On 02/05/2016 08:44 PM, David Turner wrote:
> Add a database backend for refs using LMDB.  This backend runs git
> for-each-ref about 30% faster than the files backend with fully-packed
> refs on a repo with ~120k refs.  It's also about 4x faster than using
> fully-unpacked refs.  In addition, and perhaps more importantly, it
> avoids case-conflict issues on OS X.
> 
> LMDB has a few features that make it suitable for usage in git:
> 

0. It is licensed under the OpenLDAP Public License, which is apparently
GPL compatible [1].

[1] http://www.gnu.org/licenses/license-list.en.html#newOpenLDAP

> 1. It is relatively lightweight; it requires only one header file, and
> the library code takes under 64k at runtime.
> 
> 2. It is well-tested: it's been used in OpenLDAP for years.
> 
> 3. It's very fast.  LMDB's benchmarks show that it is among
> the fastest key-value stores.
> 
> 4. It has a relatively simple concurrency story; readers don't
> block writers and writers don't block readers.
> 
> Ronnie Sahlberg's original version of this patchset used tdb.  The
> major disadvantage of tdb is that tdb is hard to build on OS X.  It's
> also not in homebrew.  So lmdb seemed simpler.
> 
> To test this backend's correctness, I hacked test-lib.sh and
> test-lib-functions.sh to run all tests under the refs backend.
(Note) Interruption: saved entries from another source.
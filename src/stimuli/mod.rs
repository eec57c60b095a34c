//! Image stimulus preloading and matching
//!
//! Decoding every image up front keeps disk reads out of the frame loop. This
//! module finds the image files an experiment needs, hands each to the
//! presentation toolkit's loader, and later matches trial-table entries back to
//! the preloaded images.
//!
//! # Directory Structure
//!
//! ```text
//! <base_dir>/
//! ├── STIMULI/              # general stimulus folder (`sub_folder`)
//! │   ├── faces/            # one of `folders`
//! │   │   ├── f01.png
//! │   │   └── f02.png
//! │   └── houses/
//! └── trials.csv
//! ```
//!
//! All paths are resolved against an explicit `base_dir`; nothing here reads
//! the process working directory.
//!
//! Problems with individual images (missing files, ambiguous matches) are
//! logged and skipped so presentation can go on.

pub mod matching;
pub mod preload;
pub mod trials;

pub use matching::{
    assign_by_index, assign_by_name, assign_by_path, assign_by_trial, ImageComponent,
};
pub use preload::{
    folder_list, preload_dir, preload_folder, preload_trial_images, preload_unique_images,
    FolderQuery, ImageLoader, PreloadedImage, TrialImages,
};
pub use trials::TrialTable;
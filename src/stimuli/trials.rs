//! Trial tables
//!
//! A trial table is the spreadsheet an experiment iterates over: one row per
//! trial, one column per condition variable (image file, trigger code, ...).
//! Tables are read from CSV; the presentation order can be set separately so
//! randomised designs reuse the same rows.

use crate::error::{AppResult, StimError};
use std::collections::HashMap;
use std::io::Read;
use std::path::Path;
use tracing::debug;

/// Rows of a trial table plus the order they are presented in.
#[derive(Debug, Clone, Default, PartialEq)]
pub struct TrialTable {
    columns: Vec<String>,
    rows: Vec<HashMap<String, String>>,
    sequence: Vec<usize>,
}

impl TrialTable {
    /// Read a CSV file with a header row.
    ///
    /// # Errors
    ///
    /// Returns `StimError::TrialTable` if the file cannot be read or parsed.
    pub fn from_path<P: AsRef<Path>>(path: P) -> AppResult<Self> {
        let reader = csv::Reader::from_path(path.as_ref())?;
        let table = Self::from_csv(reader)?;
        debug!(
            path = %path.as_ref().display(),
            trials = table.len(),
            "Trial table loaded"
        );
        Ok(table)
    }

    /// Read CSV with a header row from any reader.
    ///
    /// # Errors
    ///
    /// Returns `StimError::TrialTable` if the data cannot be parsed.
    pub fn from_reader<R: Read>(reader: R) -> AppResult<Self> {
        Self::from_csv(csv::Reader::from_reader(reader))
    }

    fn from_csv<R: Read>(mut reader: csv::Reader<R>) -> AppResult<Self> {
        let columns: Vec<String> = reader.headers()?.iter().map(|h| h.trim().to_string()).collect();

        let mut rows = Vec::new();
        for record in reader.records() {
            let record = record?;
            let row = columns
                .iter()
                .cloned()
                .zip(record.iter().map(|cell| cell.trim().to_string()))
                .collect();
            rows.push(row);
        }

        Ok(Self::from_rows(columns, rows))
    }

    /// Build a table from already parsed rows, presented in row order.
    pub fn from_rows(columns: Vec<String>, rows: Vec<HashMap<String, String>>) -> Self {
        let sequence = (0..rows.len()).collect();
        Self {
            columns,
            rows,
            sequence,
        }
    }

    /// Replace the presentation order.
    ///
    /// # Errors
    ///
    /// Returns `StimError::Stimulus` if an index does not name a row.
    pub fn with_sequence(mut self, sequence: Vec<usize>) -> AppResult<Self> {
        if let Some(bad) = sequence.iter().find(|&&i| i >= self.rows.len()) {
            return Err(StimError::Stimulus(format!(
                "trial index {} out of range for {} rows",
                bad,
                self.rows.len()
            )));
        }
        self.sequence = sequence;
        Ok(self)
    }

    /// Column names in file order.
    pub fn columns(&self) -> &[String] {
        &self.columns
    }

    /// True if the table has a column called `column`.
    pub fn has_column(&self, column: &str) -> bool {
        self.columns.iter().any(|c| c == column)
    }

    /// Number of rows.
    pub fn len(&self) -> usize {
        self.rows.len()
    }

    /// True when the table has no rows.
    pub fn is_empty(&self) -> bool {
        self.rows.is_empty()
    }

    /// Presentation order as row indices.
    pub fn sequence(&self) -> &[usize] {
        &self.sequence
    }

    /// Cell at `row`/`column`; empty cells count as absent.
    pub fn value(&self, row: usize, column: &str) -> Option<&str> {
        self.rows
            .get(row)
            .and_then(|r| r.get(column))
            .map(String::as_str)
            .filter(|v| !v.is_empty())
    }

    /// Values of `column` in presentation order, one per trial.
    pub fn sequence_values<'a>(&'a self, column: &'a str) -> impl Iterator<Item = Option<&'a str>> + 'a {
        self.sequence.iter().map(move |&row| self.value(row, column))
    }
}

#[cfg(test)]
mod tests {
    use super::*;

    const CSV: &str = "image,code\nf01.png,1\nf02.png,2\n,3\n";

    #[test]
    fn test_reads_rows_and_header() {
        let table = TrialTable::from_reader(CSV.as_bytes()).unwrap();
        assert_eq!(table.columns(), &["image".to_string(), "code".to_string()]);
        assert_eq!(table.len(), 3);
        assert_eq!(table.value(0, "image"), Some("f01.png"));
        assert_eq!(table.value(1, "code"), Some("2"));
        assert_eq!(table.value(2, "image"), None);
        assert_eq!(table.value(9, "image"), None);
        assert!(table.has_column("code"));
        assert!(!table.has_column("missing"));
    }

    #[test]
    fn test_sequence_order() {
        let table = TrialTable::from_reader(CSV.as_bytes())
            .unwrap()
            .with_sequence(vec![1, 0, 1])
            .unwrap();
        let images: Vec<_> = table.sequence_values("image").collect();
        assert_eq!(images, vec![Some("f02.png"), Some("f01.png"), Some("f02.png")]);
    }

    #[test]
    fn test_sequence_rejects_unknown_rows() {
        let err = TrialTable::from_reader(CSV.as_bytes())
            .unwrap()
            .with_sequence(vec![0, 3])
            .unwrap_err();
        assert!(matches!(err, StimError::Stimulus(_)));
    }

    #[test]
    fn test_malformed_csv_is_an_error() {
        let err = TrialTable::from_reader("a,b\n1,2,3\n".as_bytes()).unwrap_err();
        assert!(matches!(err, StimError::TrialTable(_)));
    }
}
Dozens
> of tests use manual ref/reflog reading/writing, or create submodules
> without passing --ref-storage to git init.  If those tests are
> changed to use the update-ref machinery or test-refs-lmdb-backend (or,
> in the case of packed-refs, corrupt refs, and dumb fetch tests, are
> skipped), the only remaining failing tests are the git-new-workdir
> tests and the gitweb tests.

Would it possible to build your "hack" into the test suite? For example,
perhaps one could implement an option that requests tests to use LMDB
wherever possible and skip the tests that are not LMDB-compatible. Over
time, we could try to increase the fraction of tests that are
LMDB-compatible by (for example) using `git update-ref` and `git
rev-parse` rather than reading/writing reference files via the
filesystem directly.

Otherwise, I'm worried that LMDB support will bitrot quickly because it
will be too much of a nuisance to exercise the code.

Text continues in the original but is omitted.